The firm is competing against a Boeing-Leonardo team to replace the service’s old UH-1N Hueys with 84 helicopters that will (mostly) fly security teams over ICBM fields in the northern U.S.
“Those positions would require relinquishment of rights by our suppliers in privately developed software and technical data, even where that data was developed at private expense,” Callaghan said in a statement provided to Defense One. “In addition, the unbounded requirements make it very difficult for an offeror to calculate its price for a firm fixed price contract. We are filing the protest now to ensure that the competition is fair for all offerors.” The Pentagon, of late, has been wanting more technical data from companies about their products.

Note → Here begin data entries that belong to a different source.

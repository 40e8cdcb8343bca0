//! # Mock Collections
//!
//! [`MockClient`] hands out a real [`CollectionClient`] whose requests are
//! answered from a queue of expectations instead of a running actor. Use it to
//! test client-side logic (status advancing, entitlement degradation, ...)
//! deterministically and to inject failures that are hard to provoke against a
//! live collection.
//!
//! | | MockClient | CollectionActor |
//! |---|---|---|
//! | **State** | scripted responses | real documents |
//! | **Error injection** | `return_err` | requires specific state |
//! | **Use case** | logic *around* a client | the collection itself, full flows |
//!
//! ```rust
//! use doc_framework::mock::MockClient;
//! use doc_framework::{Document, StoreError};
//! use async_trait::async_trait;
//!
//! #[derive(Clone, Debug)] struct Plan { id: u32 }
//! #[derive(Debug)] struct PlanCreate;
//! #[derive(Debug)] struct PlanUpdate;
//! #[derive(Debug)] enum PlanAction {}
//! #[derive(Debug, thiserror::Error)] #[error("plan error")] struct PlanError;
//!
//! #[async_trait]
//! impl Document for Plan {
//!     type Id = u32; type Create = PlanCreate; type Update = PlanUpdate;
//!     type Action = PlanAction; type ActionResult = (); type Context = (); type Error = PlanError;
//!     fn from_create_params(id: u32, _: PlanCreate) -> Result<Self, Self::Error> { Ok(Self { id }) }
//!     async fn on_update(&mut self, _: PlanUpdate, _: &()) -> Result<(), Self::Error> { Ok(()) }
//!     async fn handle_action(&mut self, _: PlanAction, _: &()) -> Result<(), Self::Error> { Ok(()) }
//! }
//!
//! #[tokio::main]
//! async fn main() {
//!     let mut mock = MockClient::<Plan>::new();
//!     mock.expect_get(1).return_err(StoreError::ActorClosed);
//!
//!     let result = mock.client().get(1).await;
//!     assert!(matches!(result, Err(StoreError::ActorClosed)));
//!     mock.verify();
//! }
//! ```
//!
//! The lower-level [`create_mock_client`] returns the raw request receiver so a
//! test can inspect each request before answering it.

use crate::client::CollectionClient;
use crate::entity::Document;
use crate::error::StoreError;
use crate::message::CollectionRequest;
use crate::subscription::Subscription;
use std::collections::VecDeque;
use std::sync::{Arc, Mutex};
use tokio::sync::{mpsc, oneshot};

type Expectations<T> = Arc<Mutex<VecDeque<Expectation<T>>>>;

/// One scripted answer, consumed in FIFO order.
enum Expectation<T: Document> {
    Get {
        response: Result<Option<T>, StoreError>,
    },
    Create {
        response: Result<T::Id, StoreError>,
    },
    Action {
        response: Result<T::ActionResult, StoreError>,
    },
    Batch {
        response: Result<Vec<T::ActionResult>, StoreError>,
    },
    Watch {
        response: Result<Subscription<Option<T>>, StoreError>,
    },
}

/// A mock collection with expectation tracking.
///
/// A request that does not match the next expectation is dropped unanswered,
/// which the caller sees as [`StoreError::ActorDropped`]; [`MockClient::verify`]
/// then fails because the expectation is still queued.
pub struct MockClient<T: Document> {
    client: CollectionClient<T>,
    expectations: Expectations<T>,
    _handle: tokio::task::JoinHandle<()>,
}

impl<T: Document> MockClient<T> {
    pub fn new() -> Self {
        let (sender, mut receiver) = mpsc::channel::<CollectionRequest<T>>(100);
        let expectations: Expectations<T> = Arc::new(Mutex::new(VecDeque::new()));
        let queue = Arc::clone(&expectations);

        let handle = tokio::spawn(async move {
            while let Some(request) = receiver.recv().await {
                let mut exps = queue.lock().expect("mock expectations poisoned");
                let matched = match (&request, exps.front()) {
                    (CollectionRequest::Get { .. }, Some(Expectation::Get { .. }))
                    | (CollectionRequest::Create { .. }, Some(Expectation::Create { .. }))
                    | (CollectionRequest::Insert { .. }, Some(Expectation::Create { .. }))
                    | (CollectionRequest::Action { .. }, Some(Expectation::Action { .. }))
                    | (CollectionRequest::Batch { .. }, Some(Expectation::Batch { .. }))
                    | (CollectionRequest::Watch { .. }, Some(Expectation::Watch { .. })) => true,
                    _ => false,
                };
                if !matched {
                    tracing::warn!("Unexpected request, leaving it unanswered");
                    continue;
                }
                let expectation = exps.pop_front();
                drop(exps);

                match (request, expectation) {
                    (CollectionRequest::Get { respond_to, .. }, Some(Expectation::Get { response })) => {
                        let _ = respond_to.send(response);
                    }
                    (CollectionRequest::Create { respond_to, .. }, Some(Expectation::Create { response }))
                    | (CollectionRequest::Insert { respond_to, .. }, Some(Expectation::Create { response })) => {
                        let _ = respond_to.send(response);
                    }
                    (CollectionRequest::Action { respond_to, .. }, Some(Expectation::Action { response })) => {
                        let _ = respond_to.send(response);
                    }
                    (CollectionRequest::Batch { respond_to, .. }, Some(Expectation::Batch { response })) => {
                        let _ = respond_to.send(response);
                    }
                    (CollectionRequest::Watch { respond_to, .. }, Some(Expectation::Watch { response })) => {
                        let _ = respond_to.send(response);
                    }
                    _ => {}
                }
            }
        });

        Self {
            client: CollectionClient::new(sender),
            expectations,
            _handle: handle,
        }
    }

    /// Returns a client wired to this mock.
    pub fn client(&self) -> CollectionClient<T> {
        self.client.clone()
    }

    pub fn expect_get(&mut self, id: T::Id) -> GetExpectationBuilder<T> {
        GetExpectationBuilder {
            _id: id,
            expectations: Arc::clone(&self.expectations),
        }
    }

    /// Expects a `create` or an `insert`.
    pub fn expect_create(&mut self) -> CreateExpectationBuilder<T> {
        CreateExpectationBuilder {
            expectations: Arc::clone(&self.expectations),
        }
    }

    pub fn expect_action(&mut self, id: T::Id) -> ActionExpectationBuilder<T> {
        ActionExpectationBuilder {
            _id: id,
            expectations: Arc::clone(&self.expectations),
        }
    }

    pub fn expect_batch(&mut self) -> BatchExpectationBuilder<T> {
        BatchExpectationBuilder {
            expectations: Arc::clone(&self.expectations),
        }
    }

    pub fn expect_watch(&mut self, id: T::Id) -> WatchExpectationBuilder<T> {
        WatchExpectationBuilder {
            _id: id,
            expectations: Arc::clone(&self.expectations),
        }
    }

    /// Panics if an expectation was not consumed.
    pub fn verify(&self) {
        let exps = self.expectations.lock().expect("mock expectations poisoned");
        if !exps.is_empty() {
            panic!("Not all expectations were met. {} remaining", exps.len());
        }
    }
}

impl<T: Document> Default for MockClient<T> {
    fn default() -> Self {
        Self::new()
    }
}

fn push<T: Document>(expectations: &Expectations<T>, expectation: Expectation<T>) {
    expectations
        .lock()
        .expect("mock expectations poisoned")
        .push_back(expectation);
}

pub struct GetExpectationBuilder<T: Document> {
    _id: T::Id,
    expectations: Expectations<T>,
}

impl<T: Document> GetExpectationBuilder<T> {
    pub fn return_ok(self, value: Option<T>) {
        push(&self.expectations, Expectation::Get { response: Ok(value) });
    }

    pub fn return_err(self, error: StoreError) {
        push(&self.expectations, Expectation::Get { response: Err(error) });
    }
}

pub struct CreateExpectationBuilder<T: Document> {
    expectations: Expectations<T>,
}

impl<T: Document> CreateExpectationBuilder<T> {
    pub fn return_ok(self, id: T::Id) {
        push(&self.expectations, Expectation::Create { response: Ok(id) });
    }

    pub fn return_err(self, error: StoreError) {
        push(&self.expectations, Expectation::Create { response: Err(error) });
    }
}

pub struct ActionExpectationBuilder<T: Document> {
    _id: T::Id,
    expectations: Expectations<T>,
}

impl<T: Document> ActionExpectationBuilder<T> {
    pub fn return_ok(self, result: T::ActionResult) {
        push(&self.expectations, Expectation::Action { response: Ok(result) });
    }

    pub fn return_err(self, error: StoreError) {
        push(&self.expectations, Expectation::Action { response: Err(error) });
    }
}

pub struct BatchExpectationBuilder<T: Document> {
    expectations: Expectations<T>,
}

impl<T: Document> BatchExpectationBuilder<T> {
    pub fn return_ok(self, results: Vec<T::ActionResult>) {
        push(&self.expectations, Expectation::Batch { response: Ok(results) });
    }

    pub fn return_err(self, error: StoreError) {
        push(&self.expectations, Expectation::Batch { response: Err(error) });
    }
}

pub struct WatchExpectationBuilder<T: Document> {
    _id: T::Id,
    expectations: Expectations<T>,
}

impl<T: Document> WatchExpectationBuilder<T> {
    /// Answers with a subscription and returns the feed that drives it.
    pub fn return_feed(self) -> mpsc::UnboundedSender<Option<T>> {
        let (feed, subscription) = Subscription::channel();
        push(&self.expectations, Expectation::Watch { response: Ok(subscription) });
        feed
    }

    pub fn return_err(self, error: StoreError) {
        push(&self.expectations, Expectation::Watch { response: Err(error) });
    }
}

/// Creates a client and the receiver its requests arrive on.
pub fn create_mock_client<T: Document>(
    buffer_size: usize,
) -> (CollectionClient<T>, mpsc::Receiver<CollectionRequest<T>>) {
    let (sender, receiver) = mpsc::channel(buffer_size);
    (CollectionClient::new(sender), receiver)
}

/// Next request, if it is an `Action`.
pub async fn expect_action<T: Document>(
    receiver: &mut mpsc::Receiver<CollectionRequest<T>>,
) -> Option<(
    T::Id,
    T::Action,
    oneshot::Sender<Result<T::ActionResult, StoreError>>,
)> {
    match receiver.recv().await {
        Some(CollectionRequest::Action {
            id,
            action,
            respond_to,
        }) => Some((id, action, respond_to)),
        _ => None,
    }
}

/// Next request, if it is a `Batch`.
pub async fn expect_batch<T: Document>(
    receiver: &mut mpsc::Receiver<CollectionRequest<T>>,
) -> Option<(
    Vec<(T::Id, T::Action)>,
    oneshot::Sender<Result<Vec<T::ActionResult>, StoreError>>,
)> {
    match receiver.recv().await {
        Some(CollectionRequest::Batch {
            actions,
            respond_to,
        }) => Some((actions, respond_to)),
        _ => None,
    }
}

No word yet on how this protest might delay a contract award, which was expected in the coming months.
2017 Aerospace & Defense Export Totals
The U.S. aerospace and defense industry exported products and services worth $142.8 billion in 2017, up 26 percent over the past five years, according to an Aerospace Industries Association analysis of new data released by the Commerce Department. Two other key data points: The aerospace and defense industry is the third-largest gross exporter in the U.S., accounting for 9 percent of all U.S. exports in goods. It also enjoys the largest trade surplus of any U.S. industry: $86 billion last year.
Confirming a long-rumored move, President Trump on Feb. 13 nominated Adm. Harry Harris, the head of Pacific Command, to be the U.S. ambassador to Australia. Harris’ PACOM job would be filled by Vice Adm. John Aquilino, who leads U.S. Naval Forces Central Command, and its subsidiary forces Fifth Fleet and Combined Maritime Forces, Bahrain.
Retired Adm. Mike Mullen, a former chairman of the Joints Chiefs of Staff, will lead Sprint’s “more aggressive push into the federal and public sector space,” according to the telecom firm. Sprint is pushing its work in artificial intelligence/robots, smart buildings, hardware/chip technology, satellite and more advanced connectivity, fleet tracking or general cloud-based communications. Mullen sits on the firm’s board.
Roman Romanov, the head of UkrOboronProm, the Ukrainian defense industry announced that he is resigning amid a scandal involving salary debts owed to shipyard workers.